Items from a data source

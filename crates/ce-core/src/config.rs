//! Configuration types and parsing for cloudextel.yml

use crate::error::{CoreError, CoreResult};
use serde::{Deserialize, Serialize};
use std::collections::HashMap;
use std::path::Path;

/// Config file names looked up in a project directory, in order.
pub const CONFIG_FILE_NAMES: [&str; 2] = ["cloudextel.yml", "cloudextel.yaml"];

/// Environment variable selecting the active target.
pub const TARGET_ENV_VAR: &str = "CE_TARGET";

/// Main project configuration from cloudextel.yml
#[derive(Debug, Clone, PartialEq, Serialize, Deserialize)]
#[serde(deny_unknown_fields)]
pub struct Config {
    /// Project name
    pub name: String,

    /// External document parsing service
    #[serde(default)]
    pub parser_service: ParserServiceConfig,

    /// Relational store holding the budget, DN master and PO master tables
    #[serde(default)]
    pub store: StoreConfig,

    /// Table names
    #[serde(default)]
    pub tables: TablesConfig,

    /// Hardcoded reconciliation values
    #[serde(default)]
    pub constants: ConstantsConfig,

    /// Email draft defaults
    #[serde(default)]
    pub email: EmailConfig,

    /// Named target configurations (e.g. local, prod)
    #[serde(default)]
    pub targets: HashMap<String, TargetConfig>,
}

impl Default for Config {
    fn default() -> Self {
        Self {
            name: "cloudextel".to_string(),
            parser_service: ParserServiceConfig::default(),
            store: StoreConfig::default(),
            tables: TablesConfig::default(),
            constants: ConstantsConfig::default(),
            email: EmailConfig::default(),
            targets: HashMap::new(),
        }
    }
}

/// Target-specific overrides
#[derive(Debug, Clone, PartialEq, Serialize, Deserialize, Default)]
#[serde(deny_unknown_fields)]
pub struct TargetConfig {
    /// Store override
    #[serde(default)]
    pub store: Option<StoreConfig>,

    /// Parser service override
    #[serde(default)]
    pub parser_service: Option<ParserServiceConfig>,
}

/// Parsing service endpoint
#[derive(Debug, Clone, PartialEq, Serialize, Deserialize)]
#[serde(deny_unknown_fields)]
pub struct ParserServiceConfig {
    /// Base URL, e.g. `http://localhost:8000`
    #[serde(default = "default_base_url")]
    pub base_url: String,
}

impl Default for ParserServiceConfig {
    fn default() -> Self {
        Self {
            base_url: default_base_url(),
        }
    }
}

fn default_base_url() -> String {
    "http://localhost:8000".to_string()
}

/// Store backend selector
#[derive(Debug, Clone, Copy, PartialEq, Eq, Serialize, Deserialize, Default)]
#[serde(rename_all = "lowercase")]
pub enum StoreType {
    /// Embedded DuckDB (default)
    #[default]
    DuckDb,
    /// PostgREST-compatible HTTP store
    Rest,
}

impl std::fmt::Display for StoreType {
    fn fmt(&self, f: &mut std::fmt::Formatter<'_>) -> std::fmt::Result {
        match self {
            StoreType::DuckDb => write!(f, "duckdb"),
            StoreType::Rest => write!(f, "rest"),
        }
    }
}

/// Store connection configuration
#[derive(Debug, Clone, PartialEq, Serialize, Deserialize)]
#[serde(deny_unknown_fields)]
pub struct StoreConfig {
    /// Store type (duckdb or rest)
    #[serde(rename = "type", default)]
    pub store_type: StoreType,

    /// DuckDB file path or `:memory:`
    #[serde(default = "default_store_path")]
    pub path: String,

    /// REST endpoint root, e.g. `https://xyz.supabase.co/rest/v1`
    #[serde(default)]
    pub url: Option<String>,

    /// Environment variable holding the REST API key
    #[serde(default = "default_api_key_env")]
    pub api_key_env: String,
}

impl Default for StoreConfig {
    fn default() -> Self {
        Self {
            store_type: StoreType::default(),
            path: default_store_path(),
            url: None,
            api_key_env: default_api_key_env(),
        }
    }
}

impl StoreConfig {
    fn validate(&self, context: &str) -> CoreResult<()> {
        if self.store_type == StoreType::Rest && self.url.as_deref().is_none_or(str::is_empty) {
            return Err(CoreError::ConfigInvalid {
                message: format!("{}: store type 'rest' requires a url", context),
            });
        }
        Ok(())
    }
}

const DEFAULT_STORE_PATH: &str = ":memory:";

fn default_store_path() -> String {
    DEFAULT_STORE_PATH.to_string()
}

fn default_api_key_env() -> String {
    "CE_STORE_API_KEY".to_string()
}

/// Table names in the store
#[derive(Debug, Clone, PartialEq, Serialize, Deserialize)]
#[serde(deny_unknown_fields)]
pub struct TablesConfig {
    #[serde(default = "default_budget_table")]
    pub budget: String,
    #[serde(default = "default_dn_master_table")]
    pub dn_master: String,
    #[serde(default = "default_po_master_table")]
    pub po_master: String,
}

impl Default for TablesConfig {
    fn default() -> Self {
        Self {
            budget: default_budget_table(),
            dn_master: default_dn_master_table(),
            po_master: default_po_master_table(),
        }
    }
}

fn default_budget_table() -> String {
    "budget_lmc".to_string()
}

fn default_dn_master_table() -> String {
    "dn_master_final".to_string()
}

fn default_po_master_table() -> String {
    "po_master".to_string()
}

/// Values every reconciled DN master row carries regardless of its documents.
#[derive(Debug, Clone, PartialEq, Serialize, Deserialize)]
#[serde(deny_unknown_fields, default)]
pub struct ConstantsConfig {
    pub lmc_route: String,
    pub ip1_co_built: String,
    pub dn_recipient: String,
    pub project_name: String,
    pub contract_type: String,
    pub build_type: String,
    pub category_type: String,
    pub trench_type: String,
}

impl Default for ConstantsConfig {
    fn default() -> Self {
        Self {
            lmc_route: "LMC".to_string(),
            ip1_co_built: "Co-Built".to_string(),
            dn_recipient: "Airtel".to_string(),
            project_name: "Mumbai Fiber Refresh Project".to_string(),
            contract_type: "Co-Built".to_string(),
            build_type: "New-build".to_string(),
            category_type: "Non-Strategic".to_string(),
            trench_type: "Open Trench".to_string(),
        }
    }
}

/// Email draft defaults
#[derive(Debug, Clone, PartialEq, Serialize, Deserialize)]
#[serde(deny_unknown_fields, default)]
pub struct EmailConfig {
    /// Default `To` recipients, comma separated
    pub to: Option<String>,
    /// Default `Cc` recipients, comma separated
    pub cc: Option<String>,
    /// Draft creation endpoint
    pub messages_url: String,
    /// Execution partner shown in the summary table
    pub execution_partner: String,
    /// Project name shown in the summary table
    pub project_name: String,
}

impl Default for EmailConfig {
    fn default() -> Self {
        Self {
            to: None,
            cc: None,
            messages_url: "https://graph.microsoft.com/v1.0/me/messages".to_string(),
            execution_partner: "Excel Telesonic India Private Limited".to_string(),
            project_name: "Mumbai Fiber Refresh LMC".to_string(),
        }
    }
}

impl Config {
    /// Load configuration from a file path
    pub fn load(path: &Path) -> CoreResult<Self> {
        if !path.exists() {
            return Err(CoreError::ConfigNotFound {
                path: path.display().to_string(),
            });
        }

        let content = std::fs::read_to_string(path).map_err(|e| CoreError::IoWithPath {
            path: path.display().to_string(),
            source: e,
        })?;
        let config: Config =
            serde_yaml::from_str(&content).map_err(|e| CoreError::ConfigParseError {
                message: format!("{}: {}", path.display(), e),
            })?;
        config.validate()?;
        log::debug!("Loaded config '{}' from {}", config.name, path.display());
        Ok(config)
    }

    /// Load configuration from a project directory
    /// Looks for cloudextel.yml or cloudextel.yaml
    pub fn load_from_dir(dir: &Path) -> CoreResult<Self> {
        CONFIG_FILE_NAMES
            .iter()
            .map(|name| dir.join(name))
            .find(|p| p.exists())
            .map(|p| Self::load(&p))
            .unwrap_or_else(|| {
                Err(CoreError::ConfigNotFound {
                    path: dir.join(CONFIG_FILE_NAMES[0]).display().to_string(),
                })
            })
    }

    /// Validate the configuration
    pub fn validate(&self) -> CoreResult<()> {
        if self.name.trim().is_empty() {
            return Err(CoreError::ConfigInvalid {
                message: "Project name cannot be empty".to_string(),
            });
        }

        check_base_url("parser_service", &self.parser_service.base_url)?;
        self.store.validate("store")?;

        let tables = [
            ("tables.budget", &self.tables.budget),
            ("tables.dn_master", &self.tables.dn_master),
            ("tables.po_master", &self.tables.po_master),
        ];
        for (field, name) in tables {
            if name.trim().is_empty() {
                return Err(CoreError::ConfigInvalid {
                    message: format!("{} cannot be empty", field),
                });
            }
        }
        if self.tables.budget == self.tables.dn_master
            || self.tables.budget == self.tables.po_master
            || self.tables.dn_master == self.tables.po_master
        {
            return Err(CoreError::ConfigInvalid {
                message: "budget, dn_master and po_master must be distinct tables".to_string(),
            });
        }

        for (name, target) in &self.targets {
            if let Some(store) = &target.store {
                store.validate(&format!("targets.{}.store", name))?;
            }
            if let Some(service) = &target.parser_service {
                check_base_url(&format!("targets.{}.parser_service", name), &service.base_url)?;
            }
        }

        Ok(())
    }

    /// Get the list of available target names, sorted
    pub fn available_targets(&self) -> Vec<&str> {
        let mut names: Vec<&str> = self.targets.keys().map(|s| s.as_str()).collect();
        names.sort_unstable();
        names
    }

    fn target(&self, name: &str) -> CoreResult<&TargetConfig> {
        self.targets.get(name).ok_or_else(|| CoreError::ConfigInvalid {
            message: format!(
                "Target '{}' not found. Available targets: {}",
                name,
                self.available_targets().join(", ")
            ),
        })
    }

    /// Get store configuration, optionally applying target overrides
    pub fn get_store_config(&self, target: Option<&str>) -> CoreResult<StoreConfig> {
        match target {
            Some(name) => Ok(self
                .target(name)?
                .store
                .clone()
                .unwrap_or_else(|| self.store.clone())),
            None => Ok(self.store.clone()),
        }
    }

    /// Get parser service configuration, optionally applying target overrides
    pub fn get_parser_service(&self, target: Option<&str>) -> CoreResult<ParserServiceConfig> {
        match target {
            Some(name) => Ok(self
                .target(name)?
                .parser_service
                .clone()
                .unwrap_or_else(|| self.parser_service.clone())),
            None => Ok(self.parser_service.clone()),
        }
    }

    /// Resolve target from CLI flag or CE_TARGET environment variable
    ///
    /// Priority: CLI flag > CE_TARGET env var > None
    pub fn resolve_target(cli_target: Option<&str>) -> Option<String> {
        cli_target
            .map(String::from)
            .or_else(|| std::env::var(TARGET_ENV_VAR).ok())
            .filter(|t| !t.trim().is_empty())
    }
}

fn check_base_url(field: &str, url: &str) -> CoreResult<()> {
    if url.starts_with("http://") || url.starts_with("https://") {
        Ok(())
    } else {
        Err(CoreError::ConfigInvalid {
            message: format!("{}.base_url must be an http(s) URL, got '{}'", field, url),
        })
    }
}

#[cfg(test)]
#[path = "config_test.rs"]
mod tests;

- **REQUIREMENT**
Only one number is expected: the count of lines above that contain the string "impl".

- **OUTPUT**
9